Судьба отмерила Марку Шагалу невероятно долгую и в целом счастливую жизнь. Может быть, потому что он родился практически бездыханным и с самых первых секунд своего пребывания в этом мире так настойчиво боролся за жизнь, что неожиданно приобрел совершенно немыслимый иммунитет к смерти, который и берег его почти столетие. А может быть, благодаря непостижимой сосредоточенности, отстраненности от всего мира при непрестанном поиске высшего смысла, большей красоты и идеальной содержательности. Он называл свое искусство «состоянием души», «психопластикой», искренне верил в него, убивая в себе злость за несправедливое отношение к своему творчеству, за неприятие его формы самовыражения. Семейная жизнь живописца стала проекцией никогда не покидающей его внутренней сосредоточенности, в большинстве случаев свойственной ищущим творческим натурам. Для Беллы жизнь с Шагалом стала сопровождением невероятно длинной цепи превращений, после которых, как после долгой химической реакции, из чудесной клубящейся дымки родился легендарный мастер. На ментальном уровне она стала тем непроницаемым кольцом энергии, которое обеспечило его душевную тишину для пробуждения и претворения в жизнь творческих решений. Она всегда стремилась не оставаться на месте, двигаться вместе со спутником. С этим связаны и ее писательские пробы, пробужденная жажда самореализации и движения – до последнего вздоха.
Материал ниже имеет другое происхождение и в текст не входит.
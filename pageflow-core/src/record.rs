// Copyright 2025 Pageflow (https://github.com/pageflow-rs/pageflow)
//
// This program is free software: you can redistribute it and/or modify
// it under the terms of the GNU Affero General Public License as published by
// the Free Software Foundation, either version 3 of the License, or
// (at your option) any later version.
//
// This program is distributed in the hope that it will be useful,
// but WITHOUT ANY WARRANTY; without even the implied warranty of
// MERCHANTABILITY or FITNESS FOR A PARTICULAR PURPOSE. See the
// GNU Affero General Public License for more details.
//
// You should have received a copy of the GNU Affero General Public License
// along with this program. If not, see <https://www.gnu.org/licenses/>.

//! Record and page value types.
//!
//! A [`Record`] is one displayable text item with a quality bitmask and an
//! opaque `meta` payload. The core pipeline never inspects `meta`; it exists
//! for user-supplied ordering policies. A [`Page`] is a rendered unit of
//! display, and a [`PageBook`] is the ordered sequence of pages produced for
//! one filter/ordering request.

use serde::{Deserialize, Serialize};

/// One text record flowing through the pagination pipeline.
///
/// Immutable once produced. Pipeline stages (filtering, ordering) operate on
/// snapshot copies and never mutate a fetcher's buffer in place.
#[derive(Debug, Clone, PartialEq, Eq, Serialize, Deserialize)]
pub struct Record<T> {
    /// Display text for this record.
    pub text: String,
    /// Quality bitmask used for filtering. Declared flag bits start at
    /// [`crate::flag::FIRST_FLAG_BIT`].
    pub quality: u32,
    /// Opaque payload consumed only by user-supplied ordering logic.
    pub meta: T,
}

impl<T> Record<T> {
    /// Create a record from its parts.
    pub fn new(text: impl Into<String>, quality: u32, meta: T) -> Self {
        Self {
            text: text.into(),
            quality,
            meta,
        }
    }
}

/// A rendered, displayable page.
///
/// Produced by a page builder. "No page" (`Option::None` at the builder
/// boundary) is a distinct outcome from a page whose text is empty.
#[derive(Debug, Clone, PartialEq, Eq, Serialize, Deserialize)]
pub struct Page {
    /// Rendered page text.
    pub text: String,
}

impl Page {
    /// Create a page from rendered text.
    pub fn new(text: impl Into<String>) -> Self {
        Self { text: text.into() }
    }
}

/// Ordered sequence of pages for one filter/ordering request, one entry per
/// non-empty chunk, in chunk order.
pub type PageBook = Vec<Page>;

#[cfg(test)]
mod tests {
    use super::*;

    #[test]
    fn record_construction() {
        let record = Record::new("42", 2, 42_i64);
        assert_eq!(record.text, "42");
        assert_eq!(record.quality, 2);
        assert_eq!(record.meta, 42);
    }

    #[test]
    fn empty_page_text_is_a_page() {
        // An empty-text page is a valid value, distinct from "no page".
        let page = Page::new("");
        assert_eq!(page.text, "");
    }
}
Марк Шагал прожил с Беллой двадцать девять лет – пожалуй, самых важных лет становления и тяжелого движения к признанию, окропленных потом, кровью и слезами, временем полного изменения внешней среды обитания, поломанной сначала большевиками, а затем фашистами. Это были годы отрешенного творчества и страстной любви, проникновенной, нерасторжимой и всепоглощающей любви, одновременно духовной и страстной, в которой хотелось тонуть им обоим. И они тонули… А потом Белла ушла в вечность, оставив на память написанные незадолго до смерти трогательные, как детский плач, «Горящие огни» – свидетельство ее тонкой, проникнутой религиозной духовностью и стремящейся к развитию души.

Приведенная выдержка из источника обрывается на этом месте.